WHAT TO PRODUCE » Going line by line through the data below, how many lines contain the word "otherwise"? Give only the number.

Stored items »

Content starts

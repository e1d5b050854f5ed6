//! File output configuration.
//!
//! Loaded from JSON (or assembled by the CLI), then validated once by
//! [`FileOutputConfig::resolve`]. Everything that can be wrong with the
//! configuration, including a missing compressor, surfaces there.

use std::path::{Path, PathBuf};
use std::time::Duration;

use serde::{Deserialize, Serialize};

use crate::compress::{CompressionDispatcher, CompressionMode, SinkFactory};
use crate::error::ConfigError;
use crate::format::RecordFormatter;
use crate::layout::{PathTemplate, WILDCARD};
use crate::slicer::{TimeSlicer, TimeZonePolicy, DEFAULT_TIME_SLICE_FORMAT};

#[derive(Debug, Clone, Serialize, Deserialize)]
pub struct FileOutputConfig {
    /// Output path template. Required.
    #[serde(default)]
    pub path: Option<String>,

    /// Record timestamp format. Default: ISO 8601 with offset.
    #[serde(default)]
    pub time_format: Option<String>,

    /// Bucket key format.
    /// Default: `[year][month][day]`
    #[serde(default = "default_time_slice_format")]
    pub time_slice_format: String,

    /// Local offset when true, UTC otherwise.
    /// Default: true
    #[serde(default = "default_localtime")]
    pub localtime: bool,

    /// `gz`, `gzip`, `lzop` or `none`.
    #[serde(default)]
    pub compress: Option<String>,

    /// Executable used instead of the mode's default compressor.
    #[serde(default)]
    pub compress_command: Option<String>,

    /// Upper bound on waiting for a compressor to exit.
    /// Default: 300
    #[serde(default = "default_compress_timeout_secs")]
    pub compress_timeout_secs: u64,

    #[serde(default)]
    pub symlink_path: Option<PathBuf>,
}

fn default_time_slice_format() -> String {
    DEFAULT_TIME_SLICE_FORMAT.to_string()
}

fn default_localtime() -> bool {
    true
}

fn default_compress_timeout_secs() -> u64 {
    300
}

impl Default for FileOutputConfig {
    fn default() -> Self {
        Self {
            path: None,
            time_format: None,
            time_slice_format: default_time_slice_format(),
            localtime: default_localtime(),
            compress: None,
            compress_command: None,
            compress_timeout_secs: default_compress_timeout_secs(),
            symlink_path: None,
        }
    }
}

/// Validated, immutable configuration shared by every write.
#[derive(Debug, Clone)]
pub struct ResolvedConfig {
    pub template: PathTemplate,
    pub sinks: SinkFactory,
    pub formatter: RecordFormatter,
    pub slicer: TimeSlicer,
    pub symlink_path: Option<PathBuf>,
}

impl FileOutputConfig {
    pub fn new(path: impl Into<String>) -> Self {
        Self {
            path: Some(path.into()),
            ..Self::default()
        }
    }

    pub fn from_json_str(json: &str) -> Result<Self, ConfigError> {
        Ok(serde_json::from_str(json)?)
    }

    pub fn load(path: &Path) -> Result<Self, ConfigError> {
        let json = std::fs::read_to_string(path).map_err(|source| ConfigError::Read {
            path: path.to_path_buf(),
            source,
        })?;
        Self::from_json_str(&json)
    }

    pub fn compression(&self) -> Result<CompressionMode, ConfigError> {
        match self.compress.as_deref() {
            None => Ok(CompressionMode::None),
            Some(name) => name.parse(),
        }
    }

    /// Where the upstream buffer keeps pending chunks unless told
    /// otherwise.
    pub fn buffer_path(&self) -> Option<String> {
        let path = self.path.as_deref()?;
        if path.contains(WILDCARD) {
            Some(path.to_string())
        } else {
            Some(format!("{path}.{WILDCARD}"))
        }
    }

    pub fn resolve(&self) -> Result<ResolvedConfig, ConfigError> {
        let path = match self.path.as_deref() {
            Some(path) if !path.is_empty() => absolute(path)?,
            _ => return Err(ConfigError::MissingPath),
        };

        let mode = self.compression()?;
        let mut dispatcher = CompressionDispatcher::new()
            .with_timeout(Duration::from_secs(self.compress_timeout_secs));
        if let Some(command) = &self.compress_command {
            dispatcher = dispatcher.with_command(command.clone());
        }
        let sinks = dispatcher.resolve(mode)?;

        let policy = TimeZonePolicy::from_localtime(self.localtime);
        let offset = policy.offset();
        let slicer = TimeSlicer::with_offset(&self.time_slice_format, offset)?;
        let formatter = RecordFormatter::with_offset(self.time_format.as_deref(), offset)?;
        let template = PathTemplate::parse(&path, &slicer)?;

        log::info!(
            "file output: template {}, compression {}, slices {}",
            template,
            mode,
            self.time_slice_format
        );

        Ok(ResolvedConfig {
            template,
            sinks,
            formatter,
            slicer,
            symlink_path: self.symlink_path.clone(),
        })
    }
}

fn absolute(path: &str) -> Result<String, ConfigError> {
    if Path::new(path).is_absolute() {
        return Ok(path.to_string());
    }
    let cwd = std::env::current_dir().map_err(|source| ConfigError::Read {
        path: PathBuf::from("."),
        source,
    })?;
    Ok(cwd.join(path).to_string_lossy().into_owned())
}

Content ends

SOLUTION BELOW » 2